Minggu Ini Perhatikan Saham Saham Sektor Properti

Berita Analisa Saham IHSG ndonesia

SAHAM.NEWS, JAKARTA – Banyak Perusahaan Pengembang properti sebanyak 3000 perusahaan yang terdaftar di organisasi Real Estate Indonesia (REI) yang tetap optimis dalam pemulihan penjualan properti sejak 2015 lalu. Meskipun isu perang dagang antara amerika dan china menguat di berbagai media, suku bunga the fed yang terus naik. Hal ini tidak membuat pengembang properti mengalami penurunan penjualan.

Bahkan banyak Perusahaan dengan Bisnis Properti Terbesar di Indonesia, misalnya:

APLN (PT Agung Podomoro Land Tbk)
Sedikit mengalami penurunan nilai aset menjadi Rp 28,50 triliun per Kuartal I 2018 serta isu reklamasi. Harga Saham APLN turun hingga ke titik terendah 5 tahun. Padahal berbagai proyek APLN seperti Medan Bandung terjual habis pada Kuartal Pertama 2018 ini. Misalnya proyek di Bandung Selatan yang terdiri dari 3000 unit rumah dengan berbagai macam tipe laris dipasaran.

SMRA (PT Summarecon Agung Tbk)
SMRA menghadirkan rumah harga terjangkau dibawah Rp2 miliar hanya untuk memperbesar aset dan juga meningkatkan pendapatan. SMRA tercatat memiliki nilai aset secara keseluruhan senilai Rp 21,73 triliun dari berbagai jenis usaha real estat seperti rumah tapak, apartemen, pusat perbelanjaan, pusat rekreasi, dan gedung perkantoran. Burgundy Residence Summarecon Bekasi, Jawa Barat. Burgundy Residence Summarecon Bekasi, Jawa Barat.(Dokumentasi Summarecon Agung) Beberapa aset propertinya yang cukup dikenal yaitu Mal Kelapa Gading, Summarecon Serpong, dan Summarecon Bekasi.

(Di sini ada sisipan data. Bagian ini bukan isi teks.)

//! The rule engine: first matching suffix rule wins.

use std::sync::Arc;

use crate::{
    candidates::Candidates,
    error::{Error, Result},
    rule::RuleTable,
    word_class::WordClass,
};

/// Applies a shared [`RuleTable`]. Cloning shares the table.
#[derive(Clone, Debug, Default)]
pub struct RuleEngine {
    rules: Arc<RuleTable>,
}

impl RuleEngine {
    #[inline]
    pub fn new(rules: RuleTable) -> Self {
        Self {
            rules: Arc::new(rules),
        }
    }

    #[inline]
    pub fn rules(&self) -> &RuleTable {
        &self.rules
    }

    /// Predicts the lemma of `full_form` from the rules of `class`.
    ///
    /// The first rule whose suffix ends `full_form` is applied. When no rule
    /// matches, the form itself is the prediction.
    pub fn apply_rules(&self, class: &WordClass, full_form: &str) -> Result<Candidates> {
        let rules = self
            .rules
            .rules(class)
            .ok_or_else(|| Error::UnknownWordClass(class.clone()))?;

        let lemma = rules
            .iter()
            .find_map(|rule| rule.apply(full_form))
            .unwrap_or_else(|| full_form.to_string());

        Ok(Candidates::Single(lemma))
    }
}

#[cfg(test)]
mod tests {
    use super::RuleEngine;
    use crate::{candidates::Candidates, error::Error, rule::RuleTable, word_class::WordClass};

    fn predict(engine: &RuleEngine, class: WordClass, full_form: &str) -> String {
        engine
            .apply_rules(&class, full_form)
            .unwrap()
            .first()
            .unwrap()
            .to_string()
    }

    #[test]
    fn test_engine_danish_verb() {
        let engine = RuleEngine::default();
        assert_eq!(predict(&engine, WordClass::VERB, "kastede"), "kaste");
        assert_eq!(predict(&engine, WordClass::VERB, "kaster"), "kaste");
        assert_eq!(predict(&engine, WordClass::VERB, "kastet"), "kaste");
    }

    #[test]
    fn test_engine_danish_noun() {
        let engine = RuleEngine::default();
        assert_eq!(predict(&engine, WordClass::NOUN, "huset"), "hus");
        assert_eq!(predict(&engine, WordClass::NOUN, "numre"), "nummer");
        assert_eq!(predict(&engine, WordClass::NOUN, "husene"), "hus");
        assert_eq!(predict(&engine, WordClass::NOUN, "fiskermænd"), "fiskermand");
    }

    #[test]
    fn test_engine_danish_adjective_priority() {
        let engine = RuleEngine::default();
        assert_eq!(predict(&engine, WordClass::ADJECTIVE, "gamle"), "gammel");
        assert_eq!(predict(&engine, WordClass::ADJECTIVE, "store"), "stor");
    }

    #[test]
    fn test_engine_priority_first_listed() {
        let mut builder = RuleTable::builder();
        builder.insert(WordClass::ADJECTIVE, [("mle", "mmel"), ("e", "")]);
        let engine = RuleEngine::new(builder.build().unwrap());

        assert_eq!(predict(&engine, WordClass::ADJECTIVE, "gamle"), "gammel");
    }

    #[test]
    fn test_engine_no_rule_returns_form() {
        let engine = RuleEngine::default();
        assert_eq!(predict(&engine, WordClass::ADVERB, "hurtigt"), "hurtigt");
        assert_eq!(predict(&engine, WordClass::NOUN, "fisk"), "fisk");
    }

    #[test]
    fn test_engine_catch_all_single_candidate() {
        let mut builder = RuleTable::builder();
        builder.insert(WordClass::NOUN, [("et", ""), ("", "")]);
        let engine = RuleEngine::new(builder.build().unwrap());

        for form in ["huset", "fisk", "a", "æblet"] {
            let candidates = engine.apply_rules(&WordClass::NOUN, form).unwrap();
            assert_eq!(candidates.len(), 1);
        }

        assert_eq!(
            engine.apply_rules(&WordClass::NOUN, "fisk").unwrap(),
            Candidates::Single("fisk".to_string())
        );
    }

    #[test]
    fn test_engine_unknown_class() {
        let engine = RuleEngine::default();
        let class = WordClass::from("pron");

        assert_eq!(
            engine.apply_rules(&class, "han"),
            Err(Error::UnknownWordClass(class.clone()))
        );
    }
}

PWON (PT PAKUWON JATI TBK)
Harga saham PWON yang turun menerus disebabkan isu global tidak mempengaruhi ekonomi Jatim yang terus bertumbuh setiap tahun diatas 5%, Properti yang dimiliki PWON lebih banyak berada di kota Surabaya. Bahkan pada kuartal pertama 2018, aset perusahaan ini bernilai Rp 23,87 triliun. Proyek Pakuwon seperti hotel, pusat perbelanjaan, kompleks perkantoran, apartemen, dan kawasan industri. Salah satunya Tunjungan Plaza, Pakuwon Mall, Plaza Blok M, Gandaria City, dan Kota Kasablanka.

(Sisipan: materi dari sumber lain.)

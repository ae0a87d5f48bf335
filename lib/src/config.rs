/// How the dispatcher picks one lemma out of an ambiguous exception entry.
#[derive(Clone, Copy, Debug, Default, PartialEq, Eq, Hash)]
pub enum TieBreak {
    /// Highest training count; equal counts resolve to the earliest observation.
    #[default]
    MostFrequent,

    /// Lemma observed first during training.
    FirstObserved,

    /// Lexicographically smallest lemma.
    Alphabetical,

    /// Refuse to choose and report [`Error::AmbiguousLemma`](crate::error::Error::AmbiguousLemma).
    Reject,
}

#[derive(Clone, Copy, Debug, Default, PartialEq, Eq)]
pub struct LemmatizerConfig {
    pub tie_break: TieBreak,
}

impl LemmatizerConfig {
    #[inline]
    pub fn new(tie_break: TieBreak) -> Self {
        Self { tie_break }
    }
}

ASRI (PT Alam Sutera Realty Tbk)
ASRI mencatatkan kenaikan aset per kuartal pertama 2018 menjadi 20,99 triliun. ASRI dikenal mengembangkan dan mengelola berbagai kompleks perumahan, area komersial, serta arena hiburan dan rekreasi. Garuda Wisnu Kencana di Bali milik ASRI akan menjadi tambahan pemasukan kedepan mengingat peresmian GWK akan dilaksanakan beberapa bulan kedepan.

Beberapa analis mengemukakan bahwa penurunan harga saham saham properti sudah tidak tepat, mengingat pemerintah mendukung pengembang properti melalui peraturan LTV terbaru. “Harga saham turun tidak selamanya berasal dari fundamental yang menurun atau kinerja perusahaan yang berkurang, melainkan aksi short selling yang dapat dilakukan dan tersedia di bursa.” ujar Wiliam Darmawan, Analis Independen.